Mainly because the SPs are severly underutilized anyhow(lots of idling because only 100ths of items, you need multiple items per SPs to hide alu and memory latencies).

However, there is no way to get access to registers of the unused threads(afaik), and i doubt this will change anytime soon since your problem is very specific(not really suited for GPGPU maybe?).
You could use shared memory to manually spill registers. Not as fast as registers of course, but better than automatic spilling to local memory in this case(since the local memory access pattern is optimized for all threads in warp accessing the local memory in a burst).

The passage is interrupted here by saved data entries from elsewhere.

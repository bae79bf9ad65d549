//! Farm, node and power managers.
//!
//! Managers are the only writers of farm state besides the reconciliation
//! worker. Every read-modify-write of store records happens while holding
//! the [`FleetGate`], so allocations, operator power commands, the power
//! routines and the worker's write-back never interleave.

mod farm;
mod node;
mod power;

pub use farm::FarmManager;
pub use node::NodeManager;
pub use power::{PowerDecision, PowerManager, WakeupOutcome};

use std::sync::Arc;

use farmerbot_reconcile::Clock;
use tokio::sync::{Mutex, MutexGuard};

use crate::chain::ChainClient;
use crate::db::Store;

/// Serializes writers of farm state.
#[derive(Clone, Default)]
pub struct FleetGate(Arc<Mutex<()>>);

impl FleetGate {
    pub fn new() -> Self {
        Self::default()
    }

    pub async fn lock(&self) -> MutexGuard<'_, ()> {
        self.0.lock().await
    }
}

/// Collaborators shared by the managers and the worker.
#[derive(Clone)]
pub struct Fleet {
    pub store: Arc<dyn Store>,
    pub chain: Arc<dyn ChainClient>,
    pub clock: Arc<dyn Clock>,
    pub gate: FleetGate,
}

impl Fleet {
    pub fn new(store: Arc<dyn Store>, chain: Arc<dyn ChainClient>, clock: Arc<dyn Clock>) -> Self {
        Self {
            store,
            chain,
            clock,
            gate: FleetGate::new(),
        }
    }
}
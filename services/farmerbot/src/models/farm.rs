use farmerbot_id::FarmId;
use serde::{Deserialize, Serialize};

/// The farm the bot manages.
#[derive(Debug, Clone, PartialEq, Eq, Serialize, Deserialize)]
#[serde(rename_all = "camelCase")]
pub struct Farm {
    pub id: FarmId,

    #[serde(default, skip_serializing_if = "String::is_empty")]
    pub description: String,

    /// Public IPv4 addresses the farm can hand out across all nodes.
    #[serde(rename = "publicIPs", default)]
    pub public_ips: u64,
}

impl Farm {
    pub fn new(id: FarmId) -> Self {
        Self {
            id,
            description: String::new(),
            public_ips: 0,
        }
    }
}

Two alternative approaches i can think of:
1.) Reorder temporary data based on branching outcome(to 2 shared memory arrays maybe), then process BranchA with DataA, BranchB with DataB to avoid warp divergence.
2.) KernelA writes temporary data to mapped host mem, handle serial cases by CPU in mapped host mem. KernelB uses the CPU processed data again.
Both alternative approaches might only work when little temporary data is needed.

Thank you everyone for your help. I think I can make something work with what I’ve gleaned from this dialog. Also thanks to tera for clearing up the terminology misunderstandings over the use of the word “core” when “ALU” is more appropriate.